Euphausiids occupy all slopes and basins of the World Ocean. They occur from the surface layer to at least 4000 m depth and from arctic to antarctic waters. There are 86 known species, several of which have geographical forms or variants. All are marine. The deeper-living species are large in size and broadly ranging, often circumglobal. Those inhabiting the upper 300 m or so tend to be restricted by particular climate zones and water types. Continental barriers are believed to have been particularly important in the evolutionary divergence of species. Euphausiids are often a dominant component of net-caught zooplankton, particularly at high latitudes such as the antarctic and the subarctic Pacific and Atlantic ocean basins. In the California Current System of the mid-latitude North Pacific, euphausiids have been found to comprise seasonally variable averages of 20 to 40% of the net-caught zooplankton biomass across a current-wide survey area (Brinton and Reid 1986).

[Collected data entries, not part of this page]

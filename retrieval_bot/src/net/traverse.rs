use cid::Cid;
use prost::Message as _;

use crate::net::pb;

pub const RAW_CODEC: u64 = 0x55;
pub const DAG_PB_CODEC: u64 = 0x70;
pub const DAG_CBOR_CODEC: u64 = 0x71;
pub const DAG_JOSE_CODEC: u64 = 0x85;
pub const DAG_JSON_CODEC: u64 = 0x0129;

/// Codecs the generators accept as evidence that a deal label is a
/// payload CID.
pub const PAYLOAD_CODECS: [u64; 5] = [
    RAW_CODEC,
    DAG_PB_CODEC,
    DAG_CBOR_CODEC,
    DAG_JOSE_CODEC,
    DAG_JSON_CODEC,
];

#[derive(Debug, thiserror::Error)]
pub enum TraverseError {
    #[error("no decoder registered for multicodec code {0:#x}")]
    UnsupportedCodec(u64),

    #[error("cannot decode links: {0}")]
    DecodeFailure(String),
}

/// Extracts the child links of a block, choosing the decoder by the
/// block CID's codec. Raw blocks are leaves and have no links.
pub fn decode_links(cid: &Cid, data: &[u8]) -> Result<Vec<Cid>, TraverseError> {
    match cid.codec() {
        RAW_CODEC => Ok(vec![]),
        DAG_PB_CODEC => decode_pb_links(data),
        DAG_CBOR_CODEC | DAG_JOSE_CODEC => decode_cbor_links(data),
        DAG_JSON_CODEC => decode_json_links(data),
        other => Err(TraverseError::UnsupportedCodec(other)),
    }
}

fn decode_pb_links(data: &[u8]) -> Result<Vec<Cid>, TraverseError> {
    let node = pb::PbNode::decode(data)
        .map_err(|err| TraverseError::DecodeFailure(err.to_string()))?;

    let mut links = Vec::with_capacity(node.links.len());
    for link in node.links {
        let hash = link
            .hash
            .ok_or_else(|| TraverseError::DecodeFailure("link without hash".to_string()))?;
        let cid = Cid::try_from(hash.as_slice())
            .map_err(|err| TraverseError::DecodeFailure(err.to_string()))?;
        links.push(cid);
    }
    Ok(links)
}

/// dag-cbor links are CBOR tag 42 wrapping an identity-multibase-prefixed
/// CID byte string.
fn decode_cbor_links(data: &[u8]) -> Result<Vec<Cid>, TraverseError> {
    let value: ciborium::Value = ciborium::from_reader(data)
        .map_err(|err| TraverseError::DecodeFailure(err.to_string()))?;

    let mut links = Vec::new();
    collect_cbor_links(&value, &mut links)?;
    Ok(links)
}

fn collect_cbor_links(value: &ciborium::Value, links: &mut Vec<Cid>) -> Result<(), TraverseError> {
    match value {
        ciborium::Value::Tag(42, inner) => {
            let ciborium::Value::Bytes(bytes) = inner.as_ref() else {
                return Err(TraverseError::DecodeFailure(
                    "tag 42 without a byte string".to_string(),
                ));
            };
            if bytes.first() != Some(&0) {
                return Err(TraverseError::DecodeFailure(
                    "link missing identity multibase prefix".to_string(),
                ));
            }
            let cid = Cid::try_from(&bytes[1..])
                .map_err(|err| TraverseError::DecodeFailure(err.to_string()))?;
            links.push(cid);
        }
        ciborium::Value::Array(items) => {
            for item in items {
                collect_cbor_links(item, links)?;
            }
        }
        ciborium::Value::Map(entries) => {
            for (_, item) in entries {
                collect_cbor_links(item, links)?;
            }
        }
        _ => {}
    }
    Ok(())
}

/// dag-json links are `{"/": "<cid>"}` objects.
fn decode_json_links(data: &[u8]) -> Result<Vec<Cid>, TraverseError> {
    let value: serde_json::Value = serde_json::from_slice(data)
        .map_err(|err| TraverseError::DecodeFailure(err.to_string()))?;

    let mut links = Vec::new();
    collect_json_links(&value, &mut links)?;
    Ok(links)
}

fn collect_json_links(value: &serde_json::Value, links: &mut Vec<Cid>) -> Result<(), TraverseError> {
    match value {
        serde_json::Value::Object(map) => {
            if map.len() == 1 {
                if let Some(serde_json::Value::String(cid)) = map.get("/") {
                    let cid = cid
                        .parse::<Cid>()
                        .map_err(|err| TraverseError::DecodeFailure(err.to_string()))?;
                    links.push(cid);
                    return Ok(());
                }
            }
            for item in map.values() {
                collect_json_links(item, links)?;
            }
        }
        serde_json::Value::Array(items) => {
            for item in items {
                collect_json_links(item, links)?;
            }
        }
        _ => {}
    }
    Ok(())
}

#[cfg(test)]
mod tests {
    use super::*;
    use multihash_codetable::{Code, MultihashDigest};

    fn raw_cid(data: &[u8]) -> Cid {
        Cid::new_v1(RAW_CODEC, Code::Sha2_256.digest(data))
    }

    fn cid_with_codec(codec: u64) -> Cid {
        Cid::new_v1(codec, Code::Sha2_256.digest(b"node"))
    }

    #[test]
    fn raw_blocks_are_leaves() {
        let cid = raw_cid(b"leaf");
        assert!(decode_links(&cid, b"leaf").unwrap().is_empty());
    }

    #[test]
    fn unknown_codecs_are_rejected() {
        let cid = cid_with_codec(0x99);
        assert!(matches!(
            decode_links(&cid, b""),
            Err(TraverseError::UnsupportedCodec(0x99))
        ));
    }

    #[test]
    fn dag_cbor_links_decode() {
        let child_a = raw_cid(b"a");
        let child_b = raw_cid(b"b");
        let as_tag = |cid: &Cid| {
            let mut bytes = vec![0_u8];
            bytes.extend_from_slice(&cid.to_bytes());
            ciborium::Value::Tag(42, Box::new(ciborium::Value::Bytes(bytes)))
        };

        let node = ciborium::Value::Map(vec![
            (
                ciborium::Value::Text("links".to_string()),
                ciborium::Value::Array(vec![as_tag(&child_a), as_tag(&child_b)]),
            ),
            (
                ciborium::Value::Text("name".to_string()),
                ciborium::Value::Text("dir".to_string()),
            ),
        ]);
        let mut data = Vec::new();
        ciborium::into_writer(&node, &mut data).unwrap();

        let cid = cid_with_codec(DAG_CBOR_CODEC);
        assert_eq!(decode_links(&cid, &data).unwrap(), vec![child_a, child_b]);
    }

    #[test]
    fn dag_pb_links_decode() {
        let child = raw_cid(b"child");
        let node = pb::PbNode {
            data: None,
            links: vec![pb::PbLink {
                hash: Some(child.to_bytes()),
                name: Some("0".to_string()),
                tsize: Some(42),
            }],
        };
        let data = node.encode_to_vec();

        let cid = cid_with_codec(DAG_PB_CODEC);
        assert_eq!(decode_links(&cid, &data).unwrap(), vec![child]);
    }

    #[test]
    fn dag_json_links_decode() {
        let child = raw_cid(b"child");
        let data = serde_json::to_vec(&serde_json::json!({
            "Links": [{"/": child.to_string()}],
            "Name": "dir"
        }))
        .unwrap();

        let cid = cid_with_codec(DAG_JSON_CODEC);
        assert_eq!(decode_links(&cid, &data).unwrap(), vec![child]);
    }

    #[test]
    fn garbage_input_is_a_decode_failure() {
        let cid = cid_with_codec(DAG_CBOR_CODEC);
        assert!(matches!(
            decode_links(&cid, &[0xff, 0x00, 0x13]),
            Err(TraverseError::DecodeFailure(_))
        ));
    }
}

Some species are coastal, occupying productive boundary currents (Nyctiphanes distribution). It is common for many species to co-occur, or for closely-related species to segregate, across much of an oceanographic region in which various and variable patterns of circulation and food production, often seasonal or interannual, are believed to contribute to the development and conservation of distinctive populations (E. gibba group distribution A , E. gibba group distribution B).
In the warmer seas life spans of many of the epipelagic species ~1 cm body length, probably are a matter of months. Toward higher latitudes where species' life histories are better known and toward mid-depths where body lengths reach 2-4 cm, projected life spans are estimated in years (Mauchline 1977, 1985). The epipelagic antarctic species Euphausia superba is 6 cm in length after about 6 years, and giant Thysanopoda species of the bathypelagic realm have been estimated to be ~25 years old at >12 cm length.
Euphausiids can aggregate in layers which concentrate in relation to horizontal or vertical thermal characteristics, such as the thermocline, oxycline (Saanich Inlet aggregation), or oceanic fronts. Dusk and predawn vertical migrations by layered euphausiids contribute to the migrating Deep (sonic) Scattering Layer. Three-dimensional aggregations of euphausiids, usually a daytime phenomenon, have been observed in many species. In some aggregations, euphausiids form tight balls (N. australis aggregation) or layers ( N. simplex surface aggregation), with densely packed individuals in seemingly random orientations. In other aggregations, euphausiids form schools: animals have parallel orientations with rather constant spacing between individuals (Krill schools , E. superba school under sea ice). Aggregations tend to break up at night as the euphausiids disperse for feeding.
Euphausia species are fished commercially in Japanese, Canadian, and antarctic waters. They are a high protein food for aquarium and farm animals as well as humans. They can be a delicacy, particularly when freshly caught (E. superba for lunch).